#### WHAT TO DO:
From the data below, tally each line that has "MemoryAuditStore" in it, then give that tally without comment.

#### INFORMATION SUPPLIED:
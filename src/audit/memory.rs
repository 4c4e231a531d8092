use super::record::{AuditRecord, PerformanceMetric};
use super::AuditStore;
use anyhow::{bail, Result};
use chrono::{DateTime, Utc};
use std::sync::atomic::{AtomicBool, AtomicU64, AtomicUsize, Ordering};
use std::time::Duration;
use tokio::sync::RwLock;

/// In-process audit store
///
/// Used when no external store is configured and by tests, which can make it
/// unavailable, slow, or failing.
pub struct MemoryAuditStore {
    records: RwLock<Vec<AuditRecord>>,
    metrics: RwLock<Vec<PerformanceMetric>>,
    available: AtomicBool,
    fail_writes: AtomicBool,
    fail_metrics: AtomicBool,
    write_delay_ms: AtomicU64,
    write_calls: AtomicUsize,
}

impl Default for MemoryAuditStore {
    fn default() -> Self {
        Self::new()
    }
}

impl MemoryAuditStore {
    pub fn new() -> Self {
        Self {
            records: RwLock::new(Vec::new()),
            metrics: RwLock::new(Vec::new()),
            available: AtomicBool::new(true),
            fail_writes: AtomicBool::new(false),
            fail_metrics: AtomicBool::new(false),
            write_delay_ms: AtomicU64::new(0),
            write_calls: AtomicUsize::new(0),
        }
    }

    /// Simulate losing or regaining the connection. Writes fail while unavailable.
    pub fn set_available(&self, available: bool) {
        self.available.store(available, Ordering::SeqCst);
    }

    /// Reject record writes while still reporting the store as reachable
    pub fn set_fail_writes(&self, fail: bool) {
        self.fail_writes.store(fail, Ordering::SeqCst);
    }

    pub fn set_fail_metrics(&self, fail: bool) {
        self.fail_metrics.store(fail, Ordering::SeqCst);
    }

    pub fn set_write_delay(&self, delay: Duration) {
        self.write_delay_ms
            .store(delay.as_millis() as u64, Ordering::SeqCst);
    }

    pub async fn records(&self) -> Vec<AuditRecord> {
        self.records.read().await.clone()
    }

    pub async fn metrics(&self) -> Vec<PerformanceMetric> {
        self.metrics.read().await.clone()
    }

    /// Bulk insert attempts, successful or not
    pub fn write_calls(&self) -> usize {
        self.write_calls.load(Ordering::SeqCst)
    }
}

#[async_trait::async_trait]
impl AuditStore for MemoryAuditStore {
    async fn insert_records(&self, records: &[AuditRecord]) -> Result<()> {
        self.write_calls.fetch_add(1, Ordering::SeqCst);

        let delay = self.write_delay_ms.load(Ordering::SeqCst);
        if delay > 0 {
            tokio::time::sleep(Duration::from_millis(delay)).await;
        }

        if !self.is_available() {
            bail!("audit store unavailable");
        }
        if self.fail_writes.load(Ordering::SeqCst) {
            bail!("bulk write rejected");
        }

        self.records.write().await.extend_from_slice(records);
        Ok(())
    }

    async fn insert_metric(&self, metric: &PerformanceMetric) -> Result<()> {
        if self.fail_metrics.load(Ordering::SeqCst) {
            bail!("metrics collection rejected write");
        }
        self.metrics.write().await.push(metric.clone());
        Ok(())
    }

    async fn find_by_correlation(&self, correlation_id: &str) -> Result<Vec<AuditRecord>> {
        if !self.is_available() {
            bail!("audit store unavailable");
        }
        Ok(self
            .records
            .read()
            .await
            .iter()
            .filter(|r| r.correlation_id == correlation_id)
            .cloned()
            .collect())
    }

    async fn metrics_since(&self, since: DateTime<Utc>) -> Result<Vec<PerformanceMetric>> {
        if !self.is_available() {
            bail!("audit store unavailable");
        }
        Ok(self
            .metrics
            .read()
            .await
            .iter()
            .filter(|m| m.recorded_at >= since)
            .cloned()
            .collect())
    }

    async fn recent_errors(&self, limit: usize) -> Result<Vec<AuditRecord>> {
        if !self.is_available() {
            bail!("audit store unavailable");
        }
        let mut errors: Vec<AuditRecord> = self
            .records
            .read()
            .await
            .iter()
            .filter(|r| !r.success)
            .cloned()
            .collect();
        errors.sort_by(|a, b| b.created_at.cmp(&a.created_at));
        errors.truncate(limit);
        Ok(errors)
    }

    fn is_available(&self) -> bool {
        self.available.load(Ordering::SeqCst)
    }
}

#### SOLUTION TO THE EXERCISE:
4